=== Dataset extract ===
——————

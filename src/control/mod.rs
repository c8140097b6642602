//! UI control surface
//!
//! The `VoiceNavigator` is the single owner of the session, the speaker
//! and the transcript. User actions and recognizer events reach it through
//! one channel and are handled strictly in arrival order.

mod navigator;

pub use navigator::{CommandInfo, ControlAction, ControlStatus, Input, VoiceNavigator};
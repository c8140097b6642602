//! Command vocabulary and transcript matching
//!
//! The registry is a fixed, ordered list of spoken phrases. The matcher
//! scans a transcript for every phrase it contains; several commands can
//! fire from one utterance.

mod matcher;
mod registry;

pub use matcher::match_commands;
pub use registry::{lookup, CommandEntry, CommandId};
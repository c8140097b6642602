//! Feedback speaker: one announcement at a time
//!
//! The speaker holds at most one synthesis task. A new announcement
//! cancels the one in flight; announcements made while a single input is
//! being handled collapse into one slot, and only the last reaches the
//! synthesizer when the control loop calls `flush`.

use tracing::{debug, warn};

use super::synthesizer::{SpeechTask, Synthesizer, VoiceParams};

pub struct FeedbackSpeaker {
    synthesizer: Option<Box<dyn Synthesizer>>,
    params: VoiceParams,
    muted: bool,
    /// Superseded by the next `announce`, submitted by `flush`
    pending: Option<SpeechTask>,
    /// Submitted to the synthesizer and not yet cancelled
    in_flight: Option<SpeechTask>,
    next_id: u64,
}

impl FeedbackSpeaker {
    /// Create a speaker; an unavailable synthesizer is treated as absent
    pub fn new(synthesizer: Option<Box<dyn Synthesizer>>, params: VoiceParams) -> Self {
        let synthesizer = synthesizer.filter(|s| {
            let available = s.is_available();
            debug!(backend = s.name(), available, "probed speech synthesizer");
            available
        });

        Self {
            synthesizer,
            params,
            muted: false,
            pending: None,
            in_flight: None,
            next_id: 0,
        }
    }

    /// Whether spoken feedback is possible on this device
    pub fn is_available(&self) -> bool {
        self.synthesizer.is_some()
    }

    pub fn is_muted(&self) -> bool {
        self.muted
    }

    /// Queue `text` for speaking, superseding anything outstanding
    ///
    /// Returns normally when muted or when no synthesizer exists.
    pub fn announce(&mut self, text: impl Into<String>) {
        let text = text.into();
        if self.muted {
            debug!(%text, "muted, skipping announcement");
            return;
        }
        let Some(synthesizer) = self.synthesizer.as_mut() else {
            return;
        };

        if let Some(task) = self.in_flight.take() {
            debug!(task = task.id, "cancelling in-flight speech");
            synthesizer.cancel();
        }

        self.next_id += 1;
        let task = SpeechTask {
            id: self.next_id,
            text,
            params: self.params,
        };

        if let Some(superseded) = self.pending.replace(task) {
            debug!(task = superseded.id, "announcement superseded before speaking");
        }
    }

    /// Submit the pending announcement, if any
    pub fn flush(&mut self) {
        let Some(task) = self.pending.take() else {
            return;
        };
        let Some(synthesizer) = self.synthesizer.as_mut() else {
            return;
        };

        match synthesizer.speak(&task) {
            Ok(()) => self.in_flight = Some(task),
            Err(e) => warn!(?e, task = task.id, "failed to speak announcement"),
        }
    }

    /// Set the mute flag; muting silences speech immediately
    pub fn set_muted(&mut self, muted: bool) {
        self.muted = muted;
        if muted {
            self.silence();
        }
    }

    /// Drop pending speech and cancel whatever is being spoken
    pub fn silence(&mut self) {
        self.pending = None;
        if let Some(task) = self.in_flight.take() {
            debug!(task = task.id, "silencing speech");
            if let Some(synthesizer) = self.synthesizer.as_mut() {
                synthesizer.cancel();
            }
        }
    }
}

——————

Select all lines in the listing that include the word "SpeechTask".

use super::synthesizer::{SpeechTask, Synthesizer, VoiceParams};
    pending: Option<SpeechTask>,
    in_flight: Option<SpeechTask>,
        let task = SpeechTask {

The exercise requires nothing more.